Smell and health
Loss of smell became a hot topic during the COVID-19 pandemic: it turned out to be one of the specific symptoms of infection that can persist for many months. At the same time, impaired sense of smell has always been a significant medical problem. It is well known that it is common in the elderly.
Poor sense of smell is often associated with the risk of death and neurodegenerative diseases (dementia, Parkinson’s disease). These two diseases account for 22% of excess mortality among older people with a weak sense of smell. However, approximately 70% of early deaths in this group of people remain unexplained.
Poor sense of smell is a risk factor for pneumonia
In a new study, the researchers decided to test the hypothesis whether a low sense of smell is a risk factor for developing pneumonia. Potentially, this link can be explained by the fact that the nasal mucosa is very important for protecting against infections. Loss of smell can be a marker of damage not only to olfactory receptors, but also to mucous membranes in general.
“About a quarter of people over 65 complain of a bad sense of smell. Unlike visual and hearing impairments, this problem is often ignored. More than two-thirds of people with a poor sense of smell don’t even realize it, ”said Honglei Chen, a professor at Michigan State University and co-author of the new study.

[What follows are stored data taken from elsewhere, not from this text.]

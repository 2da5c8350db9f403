//! Insinuation: copying an entry and its owned subtree into another
//! registry.
//!
//! A pass runs in three phases:
//!
//! 1. **Plan.** Walk the entry, every record of its inventory (for
//!    inventoried kinds), then its `assoc_entries`. Each distinct source
//!    record is planned once and gets a fresh destination key before its
//!    children are visited, so shared children and cycles map to a single
//!    copy.
//! 2. **Commit.** Rewrite references in every planned record: references
//!    to planned sources point at their copies, all others are qualified
//!    with the registry they were resolved in. Then store every record and
//!    materialize the copies into the destination context.
//! 3. **Notify.** Call the destination registry's hook (and the per-call
//!    hook, if any) once per copy, parents first.
//!
//! If any step fails, every record stored and every context slot filled by
//! the pass is removed again before the error is returned.

use std::collections::HashMap;

use machinemind_foundation::{EntryType, Error, RawRecord, RegRef, Result, StorageKey};
use tracing::{debug, warn};

use crate::ctx::OpCtx;
use crate::entry::AnyEntry;
use crate::hooks::InsinuationHook;
use crate::registry::{Registry, ScopeId};
use crate::schema::KindSchema;

type SourceId = (ScopeId, EntryType, StorageKey);

struct PlannedCopy {
    source: AnyEntry,
    dest: Registry,
    dest_key: StorageKey,
    record: RawRecord,
}

impl PlannedCopy {
    fn kind(&self) -> EntryType {
        self.source.kind()
    }
}

pub(crate) struct InsinuationPass<'h> {
    dest: Registry,
    dest_ctx: OpCtx,
    extra_hook: Option<&'h dyn InsinuationHook>,
    plan: Vec<PlannedCopy>,
    copied: HashMap<SourceId, usize>,
}

impl<'h> InsinuationPass<'h> {
    pub(crate) fn new(
        dest: &Registry,
        ctx: Option<&OpCtx>,
        extra_hook: Option<&'h dyn InsinuationHook>,
    ) -> Self {
        Self {
            dest: dest.clone(),
            dest_ctx: ctx.cloned().unwrap_or_default(),
            extra_hook,
            plan: Vec::new(),
            copied: HashMap::new(),
        }
    }

    pub(crate) fn run(mut self, root: &AnyEntry) -> Result<AnyEntry> {
        debug!(
            kind = %root.kind(),
            key = %root.key(),
            from = root.registry().name(),
            to = self.dest.name(),
            "insinuation started"
        );
        let src_ctx = root.ctx().unwrap_or_default();
        let dest = self.dest.clone();

        let made = match self
            .plan_entry(root, &dest, &src_ctx)
            .and_then(|_| self.commit())
        {
            Ok(made) => made,
            Err(err) => {
                warn!(
                    kind = %root.kind(),
                    key = %root.key(),
                    to = self.dest.name(),
                    planned = self.plan.len(),
                    error = %err,
                    "insinuation rolled back"
                );
                self.rollback();
                return Err(err.with_frame(format!("insinuating {}:{}", root.kind(), root.key())));
            }
        };

        self.notify(&made);
        debug!(copies = made.len(), to = self.dest.name(), "insinuation finished");
        made.into_iter()
            .next()
            .ok_or_else(|| Error::internal("insinuation produced no copy"))
    }

    fn plan_entry(&mut self, entry: &AnyEntry, dest: &Registry, src_ctx: &OpCtx) -> Result<usize> {
        let id = (entry.registry().scope(), entry.kind(), entry.key().clone());
        if let Some(&idx) = self.copied.get(&id) {
            return Ok(idx);
        }

        let source_reg = entry.registry().clone();
        let kind = entry.kind();
        let stored = source_reg.get_raw(kind, entry.key()).unwrap_or_default();
        let record = entry.save().merged_over(&stored);
        let dest_key = dest.env().allocate_key();

        let idx = self.plan.len();
        self.plan.push(PlannedCopy {
            source: entry.clone(),
            dest: dest.clone(),
            dest_key: dest_key.clone(),
            record,
        });
        self.copied.insert(id, idx);

        let inventoried = source_reg
            .env()
            .schemas()
            .get(kind)
            .is_some_and(KindSchema::inventoried);
        if inventoried {
            if let Some(source_inv) = source_reg.existing_inventory(kind, entry.key()) {
                let dest_inv = dest.inventory_for(kind, &dest_key);
                for item_kind in source_inv.kinds() {
                    for item_key in source_inv.keys(item_kind) {
                        let item = source_inv.materialize(src_ctx, item_kind, &item_key)?;
                        self.plan_entry(&item, &dest_inv, src_ctx)?;
                    }
                }
            }
        }

        // Inventory items are planned first so owners that also list them
        // as children find them already bound to the destination inventory.
        for child in entry.assoc_entries() {
            self.plan_entry(&child, dest, src_ctx)?;
        }

        Ok(idx)
    }

    /// Points a reference held by `holder`'s record at its new target.
    fn redirect(&self, r: &RegRef, holder: &Registry, dest: &Registry) -> RegRef {
        let target_name = r.registry_or(holder.name());
        let target = if target_name == holder.name() {
            Some(holder.clone())
        } else {
            holder.env().registry(target_name)
        };

        if let Some(&idx) = target
            .as_ref()
            .and_then(|t| self.copied.get(&(t.scope(), r.kind, r.key.clone())))
        {
            let copy = &self.plan[idx];
            let moved = RegRef::new(r.kind, copy.dest_key.clone());
            return if copy.dest.ptr_eq(dest) {
                moved
            } else {
                moved.in_registry(copy.dest.name())
            };
        }

        let kept = RegRef::new(r.kind, r.key.clone());
        if target_name == dest.name() {
            kept
        } else {
            kept.in_registry(target_name)
        }
    }

    fn commit(&self) -> Result<Vec<AnyEntry>> {
        let records: Vec<RawRecord> = self
            .plan
            .iter()
            .map(|copy| {
                let holder = copy.source.registry();
                copy.record
                    .map_refs(|r| self.redirect(r, holder, &copy.dest))
            })
            .collect();

        for (copy, record) in self.plan.iter().zip(records) {
            copy.dest.put_raw(copy.kind(), &copy.dest_key, record);
        }

        self.plan
            .iter()
            .map(|copy| {
                copy.dest
                    .materialize(&self.dest_ctx, copy.kind(), &copy.dest_key)
            })
            .collect()
    }

    fn rollback(&self) {
        for copy in self.plan.iter().rev() {
            self.dest_ctx.evict(&copy.dest, copy.kind(), &copy.dest_key);
            copy.dest.remove_raw(copy.kind(), &copy.dest_key);
        }
    }

    fn notify(&self, made: &[AnyEntry]) {
        for (copy, dest_entry) in self.plan.iter().zip(made) {
            if let Some(hook) = copy.dest.insinuation_hook() {
                hook.post_insinuate(copy.kind(), &copy.source, dest_entry);
            }
            if let Some(hook) = self.extra_hook {
                hook.post_insinuate(copy.kind(), &copy.source, dest_entry);
            }
        }
    }
}
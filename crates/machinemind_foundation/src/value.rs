//! Core value type for raw record data.

use std::fmt;
use std::hash::{Hash, Hasher};
use std::sync::Arc;

#[cfg(feature = "serde")]
use serde::{Deserialize, Serialize};

use crate::collections::{LtMap, LtVec};
use crate::reference::RegRef;
use crate::types::ValueType;

/// JSON-like value stored in raw records.
///
/// Values are immutable and cheaply cloneable (O(1) for most variants).
/// Composite values use structural sharing via persistent data structures.
/// References to other entities are a dedicated variant so the registry can
/// find and rewrite them without knowing any schema.
#[derive(Clone)]
#[cfg_attr(feature = "serde", derive(Serialize, Deserialize))]
pub enum Value {
    /// The null value (represents absence).
    Null,
    /// Boolean value.
    Bool(bool),
    /// 64-bit signed integer.
    Int(i64),
    /// 64-bit floating point.
    Float(f64),
    /// String value.
    String(Arc<str>),
    /// Reference to another stored entity.
    Ref(RegRef),
    /// Persistent list.
    List(LtVec<Value>),
    /// Persistent string-keyed map.
    Map(LtMap<Arc<str>, Value>),
}

impl Value {
    /// Returns the shape of this value.
    #[must_use]
    pub fn value_type(&self) -> ValueType {
        match self {
            Self::Null => ValueType::Null,
            Self::Bool(_) => ValueType::Bool,
            Self::Int(_) => ValueType::Int,
            Self::Float(_) => ValueType::Float,
            Self::String(_) => ValueType::String,
            Self::Ref(_) => ValueType::Ref,
            Self::List(_) => ValueType::List,
            Self::Map(_) => ValueType::Map,
        }
    }

    /// Builds a map value from string keys.
    pub fn map<K, I>(pairs: I) -> Self
    where
        K: Into<Arc<str>>,
        I: IntoIterator<Item = (K, Value)>,
    {
        Self::Map(pairs.into_iter().map(|(k, v)| (k.into(), v)).collect())
    }

    /// Returns true if this value is null.
    #[must_use]
    pub const fn is_null(&self) -> bool {
        matches!(self, Self::Null)
    }

    /// Attempts to extract a boolean value.
    #[must_use]
    pub const fn as_bool(&self) -> Option<bool> {
        match self {
            Self::Bool(b) => Some(*b),
            _ => None,
        }
    }

    /// Attempts to extract an integer value.
    #[must_use]
    pub const fn as_int(&self) -> Option<i64> {
        match self {
            Self::Int(n) => Some(*n),
            _ => None,
        }
    }

    /// Attempts to extract a float value.
    #[must_use]
    pub const fn as_float(&self) -> Option<f64> {
        match self {
            Self::Float(n) => Some(*n),
            _ => None,
        }
    }

    /// Attempts to extract a number as f64 (converts int to float).
    ///
    /// Note: Converting large i64 values to f64 may lose precision.
    #[must_use]
    #[allow(clippy::cast_precision_loss)]
    pub fn as_number(&self) -> Option<f64> {
        match self {
            Self::Int(n) => Some(*n as f64),
            Self::Float(n) => Some(*n),
            _ => None,
        }
    }

    /// Attempts to extract a string reference.
    #[must_use]
    pub fn as_str(&self) -> Option<&str> {
        match self {
            Self::String(s) => Some(s),
            _ => None,
        }
    }

    /// Attempts to extract an entity reference.
    #[must_use]
    pub const fn as_reg_ref(&self) -> Option<&RegRef> {
        match self {
            Self::Ref(r) => Some(r),
            _ => None,
        }
    }

    /// Attempts to extract a list reference.
    #[must_use]
    pub const fn as_list(&self) -> Option<&LtVec<Value>> {
        match self {
            Self::List(v) => Some(v),
            _ => None,
        }
    }

    /// Attempts to extract a map reference.
    #[must_use]
    pub const fn as_map(&self) -> Option<&LtMap<Arc<str>, Value>> {
        match self {
            Self::Map(m) => Some(m),
            _ => None,
        }
    }

    /// Collects every reference nested anywhere in this value, depth first.
    pub fn collect_refs(&self, out: &mut Vec<RegRef>) {
        match self {
            Self::Ref(r) => out.push(r.clone()),
            Self::List(items) => items.iter().for_each(|v| v.collect_refs(out)),
            Self::Map(map) => map.values().for_each(|v| v.collect_refs(out)),
            _ => {}
        }
    }

    /// Returns a copy of this value with every nested reference replaced by `f`.
    #[must_use]
    pub fn map_refs(&self, f: &mut impl FnMut(&RegRef) -> RegRef) -> Value {
        match self {
            Self::Ref(r) => Self::Ref(f(r)),
            Self::List(items) => Self::List(items.iter().map(|v| v.map_refs(f)).collect()),
            Self::Map(map) => Self::Map(
                map.iter()
                    .map(|(k, v)| (Arc::clone(k), v.map_refs(f)))
                    .collect(),
            ),
            other => other.clone(),
        }
    }
}

// Implement PartialEq manually to handle float comparison
impl PartialEq for Value {
    fn eq(&self, other: &Self) -> bool {
        match (self, other) {
            (Self::Null, Self::Null) => true,
            (Self::Bool(a), Self::Bool(b)) => a == b,
            (Self::Int(a), Self::Int(b)) => a == b,
            (Self::Float(a), Self::Float(b)) => a.to_bits() == b.to_bits(),
            (Self::String(a), Self::String(b)) => a == b,
            (Self::Ref(a), Self::Ref(b)) => a == b,
            (Self::List(a), Self::List(b)) => a == b,
            (Self::Map(a), Self::Map(b)) => a == b,
            _ => false,
        }
    }
}

impl Eq for Value {}

impl Hash for Value {
    fn hash<H: Hasher>(&self, state: &mut H) {
        std::mem::discriminant(self).hash(state);
        match self {
            Self::Null => {}
            Self::Bool(b) => b.hash(state),
            Self::Int(n) => n.hash(state),
            Self::Float(n) => n.to_bits().hash(state),
            Self::String(s) => s.hash(state),
            Self::Ref(r) => r.hash(state),
            Self::List(v) => v.hash(state),
            Self::Map(m) => m.hash(state),
        }
    }
}

impl fmt::Debug for Value {
    fn fmt(&self, f: &mut fmt::Formatter<'_>) -> fmt::Result {
        match self {
            Self::Null => write!(f, "null"),
            Self::Bool(b) => write!(f, "{b}"),
            Self::Int(n) => write!(f, "{n}"),
            Self::Float(n) => write!(f, "{n}"),
            Self::String(s) => write!(f, "{s:?}"),
            Self::Ref(r) => write!(f, "{r:?}"),
            Self::List(v) => write!(f, "{v:?}"),
            Self::Map(m) => write!(f, "{m:?}"),
        }
    }
}

impl fmt::Display for Value {
    fn fmt(&self, f: &mut fmt::Formatter<'_>) -> fmt::Result {
        match self {
            Self::Null => write!(f, "null"),
            Self::Bool(b) => write!(f, "{b}"),
            Self::Int(n) => write!(f, "{n}"),
            Self::Float(n) => write!(f, "{n}"),
            Self::String(s) => write!(f, "{s}"),
            Self::Ref(r) => write!(f, "{r}"),
            Self::List(v) => {
                write!(f, "[")?;
                for (i, item) in v.iter().enumerate() {
                    if i > 0 {
                        write!(f, ", ")?;
                    }
                    write!(f, "{item}")?;
                }
                write!(f, "]")
            }
            Self::Map(m) => {
                write!(f, "{{")?;
                for (i, (k, v)) in m.iter().enumerate() {
                    if i > 0 {
                        write!(f, ", ")?;
                    }
                    write!(f, "{k}: {v}")?;
                }
                write!(f, "}}")
            }
        }
    }
}

// Convenience From implementations

impl From<bool> for Value {
    fn from(b: bool) -> Self {
        Self::Bool(b)
    }
}

impl From<i64> for Value {
    fn from(n: i64) -> Self {
        Self::Int(n)
    }
}

impl From<i32> for Value {
    fn from(n: i32) -> Self {
        Self::Int(i64::from(n))
    }
}

impl From<f64> for Value {
    fn from(n: f64) -> Self {
        Self::Float(n)
    }
}

impl From<&str> for Value {
    fn from(s: &str) -> Self {
        Self::String(s.into())
    }
}

impl From<String> for Value {
    fn from(s: String) -> Self {
        Self::String(s.into())
    }
}

impl From<Arc<str>> for Value {
    fn from(s: Arc<str>) -> Self {
        Self::String(s)
    }
}

impl From<RegRef> for Value {
    fn from(r: RegRef) -> Self {
        Self::Ref(r)
    }
}

impl<T: Into<Value>> From<Option<T>> for Value {
    fn from(v: Option<T>) -> Self {
        v.map_or(Self::Null, Into::into)
    }
}

impl<T: Into<Value>> From<Vec<T>> for Value {
    fn from(v: Vec<T>) -> Self {
        Self::List(v.into_iter().map(Into::into).collect())
    }
}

Scientists analyzed data from a 13-year observation of 2,500 people aged 71-82 years. At the beginning of the study, all of them underwent a test for acuity of smell, in which they use common smells – lemon, gasoline and others. The authors then monitored how often study participants were hospitalized for pneumonia.
It turned out that people with a weak sense of smell are hospitalized with pneumonia 50% more often than those who can smell well. In people of this group, who had not previously had pneumonia, the risk of getting sick for the first time was 40% higher.
Scientists note that this is likely the first study to demonstrate a link between poor sense of smell and pneumonia.
“This is just one example of how much we don’t know about a common violation,” Chen said.